Конфликты у нас случались, но спорить с ней не хотелось: становилось жалко ее, да и страшновато - можно было всего ожидать. Помню громкий разговор о нашем прошлом, об отце; Зося закричала на маму: "Я не позволю устраивать здесь культ Фридлянда! Ты ничего не понимаешь, а я знаю, куда и к чему он шел, - почитай его последние статьи!.." - "Никуда он не шел, сказала мама, но негромко, - и ничего ты не могла там вычитать, да и не читала, - когда тебе было читать, ты в тридцатом году уехала..." - "Ну, хорошо, хорошо, нечего парню голову морочить..." - сказала Зося остывая.

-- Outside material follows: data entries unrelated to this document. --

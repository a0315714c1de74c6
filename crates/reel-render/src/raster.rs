//! CPU rasterization of a document at one instant.
//!
//! The renderer flattens the element tree into a draw list in output
//! pixel space (groups, `use` references, inherited opacity and
//! visibility all resolved), then fills each shape into the frame with
//! rows split across the rayon pool. Every frame is letterboxed: the
//! document keeps its aspect ratio and the bars get the clear color.

use std::sync::atomic::{AtomicU64, Ordering};
use std::sync::Arc;

use rayon::prelude::*;
use reel_core::frame::blend_over;
use reel_core::{Color, FrameBuffer, Letterbox, PixelFormat, Size2D};
use reel_ir::{AnimationDocument, AttributeOverrides, AttributeValue, Element, ElementKind};

/// Deepest chain of `use` references that is followed.
pub const MAX_USE_DEPTH: usize = 16;

/// Raised when a render is abandoned because its slot went stale.
#[derive(Debug, Clone, Copy, PartialEq, Eq, thiserror::Error)]
#[error("render cancelled")]
pub struct Cancelled;

/// Cheap, cloneable check for "has the pool moved on since this render
/// started".
#[derive(Debug, Clone)]
pub struct CancelToken {
    epoch: Option<Arc<AtomicU64>>,
    expected: u64,
}

impl CancelToken {
    pub fn new(epoch: Arc<AtomicU64>, expected: u64) -> Self {
        Self {
            epoch: Some(epoch),
            expected,
        }
    }

    /// A token that never cancels.
    pub fn never() -> Self {
        Self {
            epoch: None,
            expected: 0,
        }
    }

    pub fn is_cancelled(&self) -> bool {
        self.epoch
            .as_ref()
            .is_some_and(|e| e.load(Ordering::Acquire) != self.expected)
    }

    fn check(&self) -> Result<(), Cancelled> {
        if self.is_cancelled() {
            Err(Cancelled)
        } else {
            Ok(())
        }
    }
}

#[derive(Debug, Clone, Copy, PartialEq)]
enum Shape {
    Rect { x0: f64, y0: f64, x1: f64, y1: f64 },
    Ellipse { cx: f64, cy: f64, rx: f64, ry: f64 },
}

impl Shape {
    /// Row range `[first, last)` the shape can touch.
    fn rows(&self, height: u32) -> (usize, usize) {
        let (top, bottom) = match *self {
            Shape::Rect { y0, y1, .. } => (y0, y1),
            Shape::Ellipse { cy, ry, .. } => (cy - ry, cy + ry),
        };
        let first = top.floor().max(0.0) as usize;
        let last = (bottom.ceil().max(0.0) as usize).min(height as usize);
        (first, last)
    }

    /// Horizontal span `[x0, x1)` covered on the row whose center is `py`.
    fn span(&self, py: f64, width: u32) -> Option<(usize, usize)> {
        let (left, right) = match *self {
            Shape::Rect { x0, y0, x1, y1 } => {
                if py < y0 || py >= y1 {
                    return None;
                }
                (x0, x1)
            }
            Shape::Ellipse { cx, cy, rx, ry } => {
                if rx <= 0.0 || ry <= 0.0 {
                    return None;
                }
                let dy = (py - cy) / ry;
                let k = 1.0 - dy * dy;
                if k < 0.0 {
                    return None;
                }
                let half = rx * k.sqrt();
                (cx - half, cx + half)
            }
        };
        // A pixel is covered when its center is inside the span.
        let first = (left - 0.5).ceil().max(0.0);
        let last = ((right - 0.5).ceil().max(0.0) as usize).min(width as usize);
        let first = first as usize;
        (first < last).then_some((first, last))
    }
}

#[derive(Debug, Clone, Copy)]
struct DrawOp {
    shape: Shape,
    /// Straight-alpha color in the frame's channel order.
    pixel: [u8; 4],
}

#[derive(Debug, Clone, Copy)]
struct Inherited {
    dx: f64,
    dy: f64,
    opacity: f64,
    visible: bool,
}

struct Scene<'a> {
    document: &'a AnimationDocument,
    overrides: &'a AttributeOverrides,
    letterbox: Letterbox,
    format: PixelFormat,
    ops: Vec<DrawOp>,
}

impl<'a> Scene<'a> {
    fn value(&self, element: &'a Element, name: &str) -> Option<&'a AttributeValue> {
        element
            .id
            .as_deref()
            .and_then(|id| self.overrides.get(id, name))
            .or_else(|| element.attribute(name))
    }

    fn number(&self, element: &'a Element, name: &str) -> f64 {
        self.value(element, name)
            .and_then(|v| match v {
                AttributeValue::Number(n) => Some(*n),
                AttributeValue::Text(t) => t.trim().trim_end_matches("px").parse().ok(),
                AttributeValue::Color(_) => None,
            })
            .filter(|n| n.is_finite())
            .unwrap_or_else(|| {
                AttributeValue::default_for(name)
                    .as_number()
                    .unwrap_or(0.0)
            })
    }

    fn text(&self, element: &'a Element, name: &str) -> Option<&'a str> {
        self.value(element, name).and_then(AttributeValue::as_text)
    }

    fn color(&self, element: &'a Element, name: &str) -> Color {
        match self.value(element, name) {
            Some(AttributeValue::Color(c)) => *c,
            Some(AttributeValue::Text(t)) => Color::parse(t).unwrap_or(Color::TRANSPARENT),
            _ => AttributeValue::default_for(name)
                .as_color()
                .unwrap_or(Color::TRANSPARENT),
        }
    }

    fn walk(&mut self, element: &'a Element, inherited: Inherited, depth: usize) -> Result<(), Cancelled> {
        if self.text(element, "display") == Some("none") {
            return Ok(());
        }
        let visible = match self.text(element, "visibility") {
            Some("hidden") | Some("collapse") => false,
            Some("visible") => true,
            _ => inherited.visible,
        };
        let opacity = inherited.opacity * self.number(element, "opacity").clamp(0.0, 1.0);
        if opacity <= 0.0 {
            return Ok(());
        }
        let ctx = Inherited {
            opacity,
            visible,
            ..inherited
        };

        match &element.kind {
            ElementKind::Rect => {
                let x = self.number(element, "x") + ctx.dx;
                let y = self.number(element, "y") + ctx.dy;
                let w = self.number(element, "width");
                let h = self.number(element, "height");
                if visible && w > 0.0 && h > 0.0 {
                    let (x0, y0) = self.to_output(x, y);
                    let (x1, y1) = self.to_output(x + w, y + h);
                    self.push(element, Shape::Rect { x0, y0, x1, y1 }, opacity);
                }
            }
            ElementKind::Ellipse => {
                let radius = self.number(element, "r");
                let mut rx = self.number(element, "rx");
                let mut ry = self.number(element, "ry");
                if rx <= 0.0 {
                    rx = radius;
                }
                if ry <= 0.0 {
                    ry = radius;
                }
                let cx = self.number(element, "cx") + ctx.dx;
                let cy = self.number(element, "cy") + ctx.dy;
                if visible && rx > 0.0 && ry > 0.0 {
                    let (ox, oy) = self.to_output(cx, cy);
                    let scale = self.letterbox.scale;
                    self.push(
                        element,
                        Shape::Ellipse {
                            cx: ox,
                            cy: oy,
                            rx: rx * scale,
                            ry: ry * scale,
                        },
                        opacity,
                    );
                }
            }
            ElementKind::Group { children } => {
                for child in children {
                    self.walk(child, ctx, depth)?;
                }
            }
            ElementKind::Use => {
                if depth >= MAX_USE_DEPTH {
                    tracing::warn!(depth, "use reference chain too deep, skipping");
                    return Ok(());
                }
                let href = self
                    .text(element, "xlink:href")
                    .or_else(|| self.text(element, "href"))
                    .map(|h| h.trim_start_matches('#'));
                let Some(target) = href.and_then(|id| self.document.find(id)) else {
                    tracing::debug!(href = ?href, "use reference does not resolve");
                    return Ok(());
                };
                let shifted = Inherited {
                    dx: ctx.dx + self.number(element, "x"),
                    dy: ctx.dy + self.number(element, "y"),
                    ..ctx
                };
                self.walk(target, shifted, depth + 1)?;
            }
        }
        Ok(())
    }

    fn to_output(&self, x: f64, y: f64) -> (f64, f64) {
        let lb = &self.letterbox;
        (lb.offset_x + x * lb.scale, lb.offset_y + y * lb.scale)
    }

    fn push(&mut self, element: &'a Element, shape: Shape, opacity: f64) {
        let fill_opacity = self.number(element, "fill-opacity").clamp(0.0, 1.0);
        let fill = self
            .color(element, "fill")
            .with_alpha_scaled((opacity * fill_opacity) as f32);
        if fill.a <= 0.0 {
            return;
        }
        self.ops.push(DrawOp {
            shape,
            pixel: encode(fill.to_rgba8(), self.format),
        });
    }
}

fn encode(rgba: [u8; 4], format: PixelFormat) -> [u8; 4] {
    match format {
        PixelFormat::Rgba8 => rgba,
        PixelFormat::Bgra8 => [rgba[2], rgba[1], rgba[0], rgba[3]],
    }
}

/// Draws documents into frame buffers.
#[derive(Debug, Clone)]
pub struct FrameRenderer {
    clear: Color,
}

impl FrameRenderer {
    /// `clear` paints the letterbox bars.
    pub fn new(clear: Color) -> Self {
        Self { clear }
    }

    pub fn clear_color(&self) -> Color {
        self.clear
    }

    /// Render `document` with `overrides` applied into `target`, which is
    /// fully overwritten. Cancellation is checked between elements.
    pub fn render(
        &self,
        document: &AnimationDocument,
        overrides: &AttributeOverrides,
        target: &mut FrameBuffer,
        cancel: &CancelToken,
    ) -> Result<(), Cancelled> {
        cancel.check()?;
        target.fill(&self.clear);

        let output = Size2D::new(target.width as f64, target.height as f64);
        let letterbox = Letterbox::fit(document.size(), output);
        if letterbox.scale <= 0.0 {
            return Ok(());
        }

        let mut scene = Scene {
            document,
            overrides,
            letterbox,
            format: target.format,
            ops: Vec::new(),
        };

        if let Some(background) = document.background_color() {
            let (x1, y1) = scene.to_output(document.width, document.height);
            scene.ops.push(DrawOp {
                shape: Shape::Rect {
                    x0: letterbox.offset_x,
                    y0: letterbox.offset_y,
                    x1,
                    y1,
                },
                pixel: encode(background.to_rgba8(), target.format),
            });
        }

        let root = Inherited {
            dx: 0.0,
            dy: 0.0,
            opacity: 1.0,
            visible: true,
        };
        for element in &document.content {
            cancel.check()?;
            scene.walk(element, root, 0)?;
        }

        for op in &scene.ops {
            cancel.check()?;
            fill_shape(target, op);
        }
        Ok(())
    }

    /// Render into a new buffer of the given size.
    pub fn render_to_buffer(
        &self,
        document: &AnimationDocument,
        overrides: &AttributeOverrides,
        width: u32,
        height: u32,
        format: PixelFormat,
    ) -> FrameBuffer {
        let mut frame = FrameBuffer::new(width, height, format);
        // A token that never fires cannot cancel.
        let _ = self.render(document, overrides, &mut frame, &CancelToken::never());
        frame
    }
}

impl Default for FrameRenderer {
    fn default() -> Self {
        Self::new(Color::BLACK)
    }
}

fn fill_shape(target: &mut FrameBuffer, op: &DrawOp) {
    let (first, last) = op.shape.rows(target.height);
    if first >= last {
        return;
    }
    let width = target.width;
    let stride = target.stride();
    let pixel = op.pixel;
    let shape = op.shape;
    target.data[first * stride..last * stride]
        .par_chunks_mut(stride)
        .enumerate()
        .for_each(|(i, row)| {
            let py = (first + i) as f64 + 0.5;
            if let Some((x0, x1)) = shape.span(py, width) {
                for px in row[x0 * 4..x1 * 4].chunks_exact_mut(4) {
                    blend_over(px, pixel);
                }
            }
        });
}
// Copyright 2026 gcache Project Authors
//
// Licensed under the Apache License, Version 2.0 (the "License");
// you may not use this file except in compliance with the License.
// You may obtain a copy of the License at
//
//     http://www.apache.org/licenses/LICENSE-2.0
//
// Unless required by applicable law or agreed to in writing, software
// distributed under the License is distributed on an "AS IS" BASIS,
// WITHOUT WARRANTIES OR CONDITIONS OF ANY KIND, either express or implied.
// See the License for the specific language governing permissions and
// limitations under the License.

pub use gcache_common::{
    code::{Key, Value},
    error::{Error, ErrorKind, Result},
    event::EvictionListener,
    metrics::MetricsSnapshot,
};
pub use gcache_memory::{ByteView, InflightGroup, Lru, SharedLru};

pub use crate::{
    builder::{CacheBuilder, CacheConfig},
    cache::Cache,
    getter::Getter,
    peers::{PeerGetter, PeerPicker},
};
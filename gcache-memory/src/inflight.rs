// Copyright 2026 gcache Project Authors
//
// Licensed under the Apache License, Version 2.0 (the "License");
// you may not use this file except in compliance with the License.
// You may obtain a copy of the License at
//
//     http://www.apache.org/licenses/LICENSE-2.0
//
// Unless required by applicable law or agreed to in writing, software
// distributed under the License is distributed on an "AS IS" BASIS,
// WITHOUT WARRANTIES OR CONDITIONS OF ANY KIND, either express or implied.
// See the License for the specific language governing permissions and
// limitations under the License.

use std::{
    hash::Hash,
    sync::{
        atomic::{AtomicUsize, Ordering},
        Arc,
    },
};

use equivalent::Equivalent;
use gcache_common::error::{Error, ErrorKind, Result};
use hashbrown::HashMap;
use parking_lot::{Condvar, Mutex};

type InflightMap<K, T> = Mutex<HashMap<K, Arc<Record<T>>>>;

/// Deduplicates concurrent fills of the same key.
///
/// The first caller of [`InflightGroup::run`] for a key becomes the leader and executes the fill function. Callers
/// that arrive for the same key before the leader completes join its record and block until the leader publishes
/// its result, value or error. Once the leader completes, the key is forgotten and the next caller starts a fresh
/// fill.
///
/// The map lock only guards the registration, fills of different keys never wait for each other.
pub struct InflightGroup<K, T> {
    inflights: InflightMap<K, T>,
}

impl<K, T> Default for InflightGroup<K, T> {
    fn default() -> Self {
        Self {
            inflights: Mutex::new(HashMap::new()),
        }
    }
}

impl<K, T> std::fmt::Debug for InflightGroup<K, T> {
    fn fmt(&self, f: &mut std::fmt::Formatter<'_>) -> std::fmt::Result {
        f.debug_struct("InflightGroup")
            .field("inflights", &self.inflights.lock().len())
            .finish()
    }
}

impl<K, T> InflightGroup<K, T>
where
    K: Hash + Eq + Clone,
    T: Clone,
{
    /// Create an empty group.
    pub fn new() -> Self {
        Self::default()
    }

    /// Run `f` for `key`, unless a fill for the same key is already in flight, in which case wait for its result.
    ///
    /// Every caller that overlaps with the leader receives the leader's result unmodified. If the leader panics, the
    /// waiters receive an [`ErrorKind::ChannelClosed`] error and the panic keeps unwinding in the leader.
    ///
    /// Waiting parks the calling thread. Inside an async runtime the wait occupies the worker thread of the task
    /// until the leader completes.
    pub fn run<Q, F>(&self, key: &Q, f: F) -> Result<T>
    where
        Q: Hash + Equivalent<K> + ToOwned<Owned = K> + ?Sized,
        F: FnOnce() -> Result<T>,
    {
        let (record, leader) = {
            let mut inflights = self.inflights.lock();
            match inflights.get(key) {
                Some(record) => {
                    record.waiters.fetch_add(1, Ordering::Relaxed);
                    (record.clone(), false)
                }
                None => {
                    let record = Arc::new(Record::default());
                    inflights.insert(key.to_owned(), record.clone());
                    (record, true)
                }
            }
        };

        if !leader {
            tracing::debug!("[inflight]: wait for the inflight fill");
            return record.wait();
        }

        let leader = Leader {
            inflights: &self.inflights,
            key: Some(key.to_owned()),
            record,
        };
        let res = f();
        leader.complete(&res);
        res
    }

    /// Count of keys with a fill in flight.
    pub fn inflight(&self) -> usize {
        self.inflights.lock().len()
    }
}

/// Completion signal of one fill, shared by the leader and its waiters.
///
/// `None` until the leader publishes. An abandoned fill publishes a [`ErrorKind::ChannelClosed`] error.
struct Record<T> {
    result: Mutex<Option<Result<T>>>,
    completed: Condvar,
    waiters: AtomicUsize,
}

impl<T> Default for Record<T> {
    fn default() -> Self {
        Self {
            result: Mutex::new(None),
            completed: Condvar::new(),
            waiters: AtomicUsize::new(0),
        }
    }
}

impl<T> Record<T>
where
    T: Clone,
{
    fn publish(&self, res: Result<T>) {
        *self.result.lock() = Some(res);
        self.completed.notify_all();
    }

    fn wait(&self) -> Result<T> {
        let mut result = self.result.lock();
        loop {
            if let Some(res) = result.as_ref() {
                return res.clone();
            }
            self.completed.wait(&mut result);
        }
    }
}

/// Owns the inflight record of a key while the leader fills it.
///
/// Dropping the leader without completing it (the fill panicked) forgets the record and wakes every waiter with a
/// [`ErrorKind::ChannelClosed`] error.
struct Leader<'a, K, T>
where
    K: Hash + Eq,
{
    inflights: &'a InflightMap<K, T>,
    key: Option<K>,
    record: Arc<Record<T>>,
}

impl<K, T> Leader<'_, K, T>
where
    K: Hash + Eq,
{
    /// Forget the record, so callers arriving from now on start a fresh fill.
    fn forget(&mut self) -> bool {
        match self.key.take() {
            Some(key) => {
                self.inflights.lock().remove(&key);
                true
            }
            None => false,
        }
    }
}

impl<K, T> Leader<'_, K, T>
where
    K: Hash + Eq,
    T: Clone,
{
    fn complete(mut self, res: &Result<T>) {
        self.forget();
        tracing::debug!(
            waiters = self.record.waiters.load(Ordering::Relaxed),
            "[inflight]: notify waiters"
        );
        self.record.publish(res.clone());
    }
}

impl<K, T> Drop for Leader<'_, K, T>
where
    K: Hash + Eq,
{
    fn drop(&mut self) {
        if self.forget() {
            *self.record.result.lock() = Some(Err(Error::new(
                ErrorKind::ChannelClosed,
                "inflight fill abandoned before completion",
            )));
            self.record.completed.notify_all();
        }
    }
}
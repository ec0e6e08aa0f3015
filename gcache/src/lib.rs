// Copyright 2026 gcache Project Authors
//
// Licensed under the Apache License, Version 2.0 (the "License");
// you may not use this file except in compliance with the License.
// You may obtain a copy of the License at
//
//     http://www.apache.org/licenses/LICENSE-2.0
//
// Unless required by applicable law or agreed to in writing, software
// distributed under the License is distributed on an "AS IS" BASIS,
// WITHOUT WARRANTIES OR CONDITIONS OF ANY KIND, either express or implied.
// See the License for the specific language governing permissions and
// limitations under the License.

//! gcache: a memory-bounded cache with request coalescing and an optional peer lookup.
//!
//! On a miss, [`Cache::get`] asks the registered [`PeerPicker`] for the peer that owns the key and fetches the value
//! from it, falling back to the local [`Getter`]. Concurrent misses on the same key share a single fill.
//!
//! ```rust
//! use gcache::prelude::*;
//!
//! let cache = CacheBuilder::new(64 << 20)
//!     .with_name("scores")
//!     .with_getter_fn(|key| match key {
//!         "Tom" => Ok(b"630".to_vec()),
//!         _ => Err(anyhow::anyhow!("{key} not exist")),
//!     })
//!     .build()
//!     .unwrap();
//!
//! assert_eq!(cache.get("Tom").unwrap().to_string(), "630");
//! assert!(cache.get("Jack").is_err());
//! ```

mod builder;
mod cache;
mod getter;
mod peers;

/// Re-exported building blocks.
pub mod common {
    pub use gcache_common::*;
}

/// Re-exported in-memory components.
pub mod memory {
    pub use gcache_memory::*;
}

/// Commonly used types.
pub mod prelude;

pub use crate::{
    builder::{CacheBuilder, CacheConfig},
    cache::Cache,
    getter::Getter,
    peers::{PeerGetter, PeerPicker},
};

Зося не выдержала в пятидесятом году. Она несомненно имела предрасположение к психическому заболеванию - ее мать (мачеха мамы, страшно, кстати, мучившая маму в детстве и отрочестве, родившая деду восемь дочерей после смерти моей родной бабушки) была просто психически больна, и только в такой мещанско-еврейской семье могли мириться с этим всю жизнь, не отправив ее в больницу, полагая всякого рода ее, так сказать, отклонения от нормы проявлением трудного характера. У Зоси началась мания преследования, бред, в котором было слишком много правды: она говорила и писала в разные адреса: существует заговор, нити его ведут в ГБ, на Лубянку, весь город опутан проводами... Это было естественным завершением судьбы, если трезво взглянуть на ее жизнь, но странно, что в ту пору ее не посадили (сказал же, говорят, Сталин в подобном случае о человеке, находившемся на экспертизе в институте Сербского: "Такие сумасшедшие нам нэ нужны"), а благодаря стараниям друзей-поляков просто спрятали в сумасшедший дом, и вот уже скоро двадцать лет она там, ей платят большую партийную пенсию, раз в год тетки берут ее домой на месяц, но ей неизменно становится хуже, в домашних условиях ухаживать за ней невозможно, ее отвозят обратно, каждый раз обманом посадив в машину. Несколько раз за это время она убегала, конспирировала в больнице, но больна она безнадежно.

Есть для меня в Зосиной судьбе некий печальный символ: неизбежность страшного конца для честного человека, искренне попытавшегося соединить несоединимое.